Un portrait gentiment sadique de toute la face business d’Hollywood, qui prend sacrément cher à travers le personnage principal et l’effondrement de son univers. Car non seulement il est présenté comme un type faux, égocentrique et colérique, mais le film prend aussi un malin plaisir à le torturer.
C’est une satire de l’ère post #Metoo, qui montre des hommes d’affaires terrifiés à l’idée du faux-pas, au point de devenir incapables de fonctionner. Le bourreau, ce n’est pas le jugement du public, c’est leur propre peur d’être jugés. C’est donc le film d’une implosion, celle d’hommes qui sont les reliques d’une autre époque et que la pression d’un nouvel environnement fait s’effondrer.
On retrouve donc la classique crise de nerfs faite film qui caractérise le style de Jim Cummings. Il est très bon dans cette énième variation autour de la même note. Après le craquage nerveux attendrissant (Thunder Road), puis inquiétant (Snow Hollow), voilà le pathétique.
Dans le genre, son jeu d’acteur est riche et efficace, mais ça passe par des tics face auxquels la tolérance peut varier. C’est surtout la toute fin du film où ça devient du pur cabotinage, mais certains en auront peut-être marre dès le 7e faux sourire qui masque une envie de hurler.

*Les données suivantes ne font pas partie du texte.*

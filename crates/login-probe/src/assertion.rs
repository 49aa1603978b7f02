//! Assertions for test validation.
//!
//! The element expectations poll within the session's implicit wait bound,
//! so a state that is never reached fails the test instead of hanging it.

use crate::driver::BrowserDriver;
use crate::result::{ProbeError, ProbeResult};
use crate::session::{ElementRef, Session};
use std::fmt::Debug;

/// Result of an assertion
#[derive(Debug, Clone, PartialEq, Eq)]
pub struct AssertionResult {
    /// Whether the assertion passed
    pub passed: bool,
    /// Human-readable message
    pub message: String,
}

impl AssertionResult {
    /// Create a passing assertion result
    #[must_use]
    pub const fn pass() -> Self {
        Self {
            passed: true,
            message: String::new(),
        }
    }

    /// Create a failing assertion result
    #[must_use]
    pub fn fail(message: impl Into<String>) -> Self {
        Self {
            passed: false,
            message: message.into(),
        }
    }

    /// Convert into a `Result`, failing with [`ProbeError::AssertionFailed`]
    ///
    /// # Errors
    ///
    /// Returns error if the assertion did not pass
    pub fn into_result(self) -> ProbeResult<()> {
        if self.passed {
            Ok(())
        } else {
            Err(ProbeError::assertion(self.message))
        }
    }
}

/// Assertion helpers for testing
#[derive(Debug)]
pub struct Assertion;

impl Assertion {
    /// Assert two values are equal
    #[must_use]
    pub fn equals<T: PartialEq + Debug + ?Sized>(expected: &T, actual: &T) -> AssertionResult {
        if expected == actual {
            AssertionResult::pass()
        } else {
            AssertionResult::fail(format!("expected {expected:?}, got {actual:?}"))
        }
    }

    /// Assert a string contains a substring
    #[must_use]
    pub fn contains(haystack: &str, needle: &str) -> AssertionResult {
        if haystack.contains(needle) {
            AssertionResult::pass()
        } else {
            AssertionResult::fail(format!("expected '{haystack}' to contain '{needle}'"))
        }
    }

    /// Assert a condition is true
    #[must_use]
    pub fn is_true(condition: bool, message: &str) -> AssertionResult {
        if condition {
            AssertionResult::pass()
        } else {
            AssertionResult::fail(message)
        }
    }
}

/// Wait until `element` is displayed.
///
/// # Errors
///
/// Returns [`ProbeError::AssertionFailed`] if it is still hidden when the
/// implicit wait bound elapses, or the driver's error if a query failed.
pub async fn expect_visible<D: BrowserDriver>(
    session: &mut Session<D>,
    element: &ElementRef,
) -> ProbeResult<()> {
    let mut deadline = session.implicit_wait().start();
    loop {
        if session.is_displayed(element).await? {
            return Ok(());
        }
        if !deadline.next_attempt().await {
            return Assertion::is_true(
                false,
                &format!(
                    "expected {element} to be visible within {}ms",
                    deadline.elapsed_ms()
                ),
            )
            .into_result();
        }
    }
}

/// Wait until the rendered text of `element` equals `expected`.
///
/// # Errors
///
/// Returns [`ProbeError::AssertionFailed`] with the last text seen if it
/// never matched within the implicit wait bound.
pub async fn expect_text<D: BrowserDriver>(
    session: &mut Session<D>,
    element: &ElementRef,
    expected: &str,
) -> ProbeResult<()> {
    let mut deadline = session.implicit_wait().start();
    loop {
        let actual = session.text(element).await?;
        let check = Assertion::equals(expected, actual.as_str());
        if check.passed {
            return Ok(());
        }
        if !deadline.next_attempt().await {
            return AssertionResult::fail(format!("text of {element}: {}", check.message))
                .into_result();
        }
    }
}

Mais il a tellement la tête de l’emploi que, personnellement je ne lui en veux pas d’exploiter son potentiel jusqu’au bout.
Au-delà de son jeu, on retrouve les mêmes originalités et les mêmes tics dans sa mise en scène, elles aussi réfléchie pour prolonger au maximum la nervosité du personnage et le décalage qu’il creuse avec son environnement, dans lequel il n’arrive plus à évoluer.
Et puisqu’on a établi à quel point les apparences comptent dans son univers, cette crise n’en est que plus grave et sans fin. C’est une ironie que le film savoure à grand coup de cadrages ingrats, de raccords discordants et de silences pesants, tandis que la trajectoire tragi-comique est renforcée par des morceaux de musique classique, qui soulignent par ironie la petitesse de ce qui se joue devant nos yeux.
Cette énergie nerveuse n’est sûrement pas faite pour tout le monde car, encore une fois, tout le film est déterminé à nous faire assister au spectacle d’un homme qui sabote son existence de la manière la plus gênante et pathétique possible, sans jamais dévier de cet objectif. Soyez prévenus, si vous n’aimez pas l’auto-sabotage frénétique dans vos récits, évitez.
Certains, au mieux, trouveront ça monotone. D’autres, au pire, trouveront ça sadique, voire immoral, d’autant condamner un homme certes infidèle et antipathique, mais pas pour autant un violeur ou un harceleur. Juste quelqu’un qui n’a pas la conscience tranquille. Un homme, dans tout ce qu’il a de médiocre. Mais bon, on ne peut pas reprocher à une satire d’avoir des dents, ni d’être déterminée dans son approche.En revanche, on peut éventuellement lui reprocher sa cible facile.
Et surtout son troisième acte confus, où tout à coup le méchant, c’est… Internet ? Bizarre pour un film qui jusqu’ici semblait vouloir profiter de l’air du temps pour triturer nos propres consciences coupables. J’ai vraiment pas tout compris à ce niveau. Peut-être que le film aurait dû continuer à tirer à boulets rouges pour voir qui se sentait visé plutôt qu’essayer de donner des leçons derrière. Mieux vaut rester une satire bête et méchante de la masculinité que virer aussi bizarrement sur l’ère digitale et le retour à la terre.